I’ve had this for many years, but picked it up when I read praise of his story ‘Miss Duveen’ somewhere. I forget where. Thankfully, the story is indeed in this collection, which is something of a ‘best of’ – and it’s a rather moving story about a young boy’s encounter with an eccentric local lady, and the waxing and waning of their friendship. Many of the stories in The Picnic are poignant – from the title story, of a woman whose one big romantic experience was a picnic where she was stood up, to stories of failing marriages against the backdrop of a childhood illness.

De la Mare is best remembered for his poetry – perhaps entirely for ‘The Listeners’ – but his short stories are good. He doesn’t have the piercing brevity of, say, Katherine Mansfield – but they manage to stay the right side of sentiment, often showing the strange and saddening moments in ‘uneventful’ lives.

This Other Eden by E.V. Knox

E.V. Knox, once known as ‘Evoe’ in Punch, shows that he is quite similar to many other comically grumbling essayists of the early 20th century, and that’s no bad thing. In this collection from 1929, he turns his attention to such commonly-used topics as golf, ‘modern woman’, motoring, and a spoof of the detective novel:

Mr Ponderby-Wilkins was a man so rich, so ugly, so cross, and so old, that even the stupidest reader could not expect him to survive any longer than Chapter 1. Vulpine in his secretiveness, he was porcine in his habits, saturnine in his appearance, and ovine in his unconsciousness of doom. He was the kind of man who might easily perish as early as paragraph two.

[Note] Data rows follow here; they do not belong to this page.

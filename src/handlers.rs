use axum::{
    Router,
    body::Body,
    extract::{Form, Path as AxumPath, State},
    http::{HeaderValue, StatusCode, header},
    response::{Html, IntoResponse, Response},
    routing::{get, post},
};
use axum_extra::extract::PrivateCookieJar;
use serde::Deserialize;
use std::path::Path;

use crate::errors::CmsError;
use crate::services::MarkdownService;
use crate::session::Session;
use crate::templates;
use crate::types::AppState;

/// Build the application router
pub fn router(state: AppState) -> Router {
    Router::new()
        .route("/", get(handle_index))
        .route("/new", get(handle_new_form).post(handle_create))
        .route("/sign_in", get(handle_sign_in_form).post(handle_sign_in))
        .route("/sign_up", get(handle_sign_up_form).post(handle_sign_up))
        .route("/sign_out", post(handle_sign_out))
        .route("/:file", get(handle_view))
        .route("/:file/edit", get(handle_edit_form).post(handle_update))
        .route("/:file/delete", post(handle_delete))
        .with_state(state)
}

#[derive(Deserialize)]
pub struct NewDocumentForm {
    #[serde(default)]
    pub new_file: String,
}

#[derive(Deserialize)]
pub struct EditForm {
    #[serde(default)]
    pub content: String,
}

#[derive(Deserialize)]
pub struct AuthForm {
    #[serde(default)]
    pub user: String,
    #[serde(default)]
    pub pass: String,
}

/// 302 back to the document listing
fn redirect_home() -> Response {
    (
        StatusCode::FOUND,
        [(header::LOCATION, HeaderValue::from_static("/"))],
    )
        .into_response()
}

/// Reject an anonymous request to a gated route
fn deny_anonymous(mut session: Session, jar: PrivateCookieJar) -> Response {
    session.set_message("You must be signed in to do that.");
    (session.write(jar), redirect_home()).into_response()
}

fn is_markdown(name: &str) -> bool {
    Path::new(name)
        .extension()
        .and_then(|s| s.to_str())
        .map(|s| s.eq_ignore_ascii_case("md"))
        .unwrap_or(false)
}

/// Document listing
pub async fn handle_index(
    State(state): State<AppState>,
    jar: PrivateCookieJar,
) -> Result<Response, CmsError> {
    let mut session = Session::from_jar(&jar);

    let entries: Vec<(String, Option<String>)> = state
        .files
        .list()?
        .into_iter()
        .map(|name| {
            let modified = state.files.modified(&name);
            (name, modified)
        })
        .collect();

    let message = session.take_message();
    let page = templates::index_page(&entries, message.as_deref(), session.user());
    Ok((session.write(jar), Html(page)).into_response())
}

/// Display a document: rendered HTML for markdown, raw text otherwise
pub async fn handle_view(
    State(state): State<AppState>,
    AxumPath(file): AxumPath<String>,
    jar: PrivateCookieJar,
) -> Result<Response, CmsError> {
    let mut session = Session::from_jar(&jar);
    log::info!("View request for document: '{}'", file);

    if is_markdown(&file) {
        match state.files.read_to_string(&file) {
            Ok(source) => {
                let rendered = MarkdownService::new().render(&source);
                let message = session.take_message();
                let page =
                    templates::document_page(&file, &rendered, message.as_deref(), session.user());
                return Ok((session.write(jar), Html(page)).into_response());
            }
            Err(CmsError::NotFound) => {}
            Err(e) => return Err(e),
        }
    } else if state.files.exists(&file) {
        let bytes = state.files.read(&file)?;
        let mut response = Response::new(Body::from(bytes));
        response
            .headers_mut()
            .insert(header::CONTENT_TYPE, HeaderValue::from_static("text/plain"));
        return Ok((session.write(jar), response).into_response());
    }

    log::warn!("Document not found: '{}'", file);
    session.set_message(format!("{} does not exist.", file));
    Ok((session.write(jar), redirect_home()).into_response())
}

/// New-document form
pub async fn handle_new_form(jar: PrivateCookieJar) -> Result<Response, CmsError> {
    let mut session = Session::from_jar(&jar);
    if session.user().is_none() {
        return Ok(deny_anonymous(session, jar));
    }

    let message = session.take_message();
    let page = templates::new_document_page(message.as_deref(), session.user());
    Ok((session.write(jar), Html(page)).into_response())
}

/// Create an empty document after validating its name
pub async fn handle_create(
    State(state): State<AppState>,
    jar: PrivateCookieJar,
    Form(form): Form<NewDocumentForm>,
) -> Result<Response, CmsError> {
    let mut session = Session::from_jar(&jar);
    if session.user().is_none() {
        return Ok(deny_anonymous(session, jar));
    }

    let name = form.new_file;

    if name.is_empty() {
        session.set_message("A name is required");
        let message = session.take_message();
        let page = templates::new_document_page(message.as_deref(), session.user());
        return Ok((
            StatusCode::UNPROCESSABLE_ENTITY,
            session.write(jar),
            Html(page),
        )
            .into_response());
    }

    if Path::new(&name).extension().is_none() {
        session.set_message("Need file extension for valid file");
        let message = session.take_message();
        let page = templates::new_document_page(message.as_deref(), session.user());
        return Ok((session.write(jar), Html(page)).into_response());
    }

    state.files.create(&name)?;
    session.set_message(format!("{} was created", name));
    Ok((session.write(jar), redirect_home()).into_response())
}

/// Edit form, pre-filled with the document's current content
pub async fn handle_edit_form(
    State(state): State<AppState>,
    AxumPath(file): AxumPath<String>,
    jar: PrivateCookieJar,
) -> Result<Response, CmsError> {
    let mut session = Session::from_jar(&jar);
    if session.user().is_none() {
        return Ok(deny_anonymous(session, jar));
    }

    let content = match state.files.read_to_string(&file) {
        Ok(content) => content,
        Err(CmsError::NotFound) => {
            session.set_message(format!("{} does not exist.", file));
            return Ok((session.write(jar), redirect_home()).into_response());
        }
        Err(e) => return Err(e),
    };

    let message = session.take_message();
    let page = templates::edit_page(&file, &content, message.as_deref(), session.user());
    Ok((session.write(jar), Html(page)).into_response())
}

/// Overwrite a document with the submitted content
pub async fn handle_update(
    State(state): State<AppState>,
    AxumPath(file): AxumPath<String>,
    jar: PrivateCookieJar,
    Form(form): Form<EditForm>,
) -> Result<Response, CmsError> {
    let mut session = Session::from_jar(&jar);
    if session.user().is_none() {
        return Ok(deny_anonymous(session, jar));
    }

    state.files.write(&file, &form.content)?;
    session.set_message(format!("{} has been updated.", file));
    Ok((session.write(jar), redirect_home()).into_response())
}

/// Delete a document
pub async fn handle_delete(
    State(state): State<AppState>,
    AxumPath(file): AxumPath<String>,
    jar: PrivateCookieJar,
) -> Result<Response, CmsError> {
    let mut session = Session::from_jar(&jar);
    if session.user().is_none() {
        return Ok(deny_anonymous(session, jar));
    }

    state.files.delete(&file)?;
    session.set_message(format!("{} was deleted", file));
    Ok((session.write(jar), redirect_home()).into_response())
}

/// Sign-in form
pub async fn handle_sign_in_form(jar: PrivateCookieJar) -> Result<Response, CmsError> {
    let mut session = Session::from_jar(&jar);
    let message = session.take_message();
    let page = templates::sign_in_page(message.as_deref(), session.user());
    Ok((session.write(jar), Html(page)).into_response())
}

/// Verify credentials and start a signed-in session
pub async fn handle_sign_in(
    State(state): State<AppState>,
    jar: PrivateCookieJar,
    Form(form): Form<AuthForm>,
) -> Result<Response, CmsError> {
    let mut session = Session::from_jar(&jar);

    if state.credentials.verify(&form.user, &form.pass)? {
        log::info!("Sign-in succeeded for '{}'", form.user);
        session.set_user(&form.user);
        session.set_message("Welcome!");
        Ok((session.write(jar), redirect_home()).into_response())
    } else {
        log::warn!("Sign-in failed for '{}'", form.user);
        session.set_message("Invalid Credentials");
        let message = session.take_message();
        let page = templates::sign_in_page(message.as_deref(), session.user());
        Ok((
            StatusCode::UNPROCESSABLE_ENTITY,
            session.write(jar),
            Html(page),
        )
            .into_response())
    }
}

/// Sign-up form
pub async fn handle_sign_up_form(jar: PrivateCookieJar) -> Result<Response, CmsError> {
    let mut session = Session::from_jar(&jar);
    let message = session.take_message();
    let page = templates::sign_up_page(message.as_deref(), session.user());
    Ok((session.write(jar), Html(page)).into_response())
}

/// Register a new credential record.
///
/// Rejected when the username exists or the candidate password matches any
/// existing user's password; the credential store documents that rule.
pub async fn handle_sign_up(
    State(state): State<AppState>,
    jar: PrivateCookieJar,
    Form(form): Form<AuthForm>,
) -> Result<Response, CmsError> {
    let mut session = Session::from_jar(&jar);

    if state.credentials.is_taken(&form.user, &form.pass)? {
        log::warn!("Sign-up rejected for '{}'", form.user);
        session.set_message("Username or password already exists");
        let message = session.take_message();
        let page = templates::sign_up_page(message.as_deref(), session.user());
        return Ok((session.write(jar), Html(page)).into_response());
    }

    state.credentials.register(&form.user, &form.pass)?;
    log::info!("Registered new user '{}'", form.user);
    session.set_message("Welcome new user!");
    Ok((session.write(jar), redirect_home()).into_response())
}

/// End the signed-in session
pub async fn handle_sign_out(jar: PrivateCookieJar) -> Result<Response, CmsError> {
    let mut session = Session::from_jar(&jar);
    session.clear_user();
    session.set_message("You have been signed out");
    Ok((session.write(jar), redirect_home()).into_response())
}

The only drawback to read This Other Eden almost a century after it was published is that nothing seems as frighteningly new as Knox believed. He is anxious about the idea of ‘talkies’, wonders how the world will adapt to the motorcar, and writes about women’s independence in a way that probably seemed progressive in the 20s, but certainly doesn’t anymore. I suppose they fulfilled the purpose of the time, and I still enjoyed reading them, but perhaps the key to longevity with the essay is making sure you don’t consider your own period to be the last word in futurism?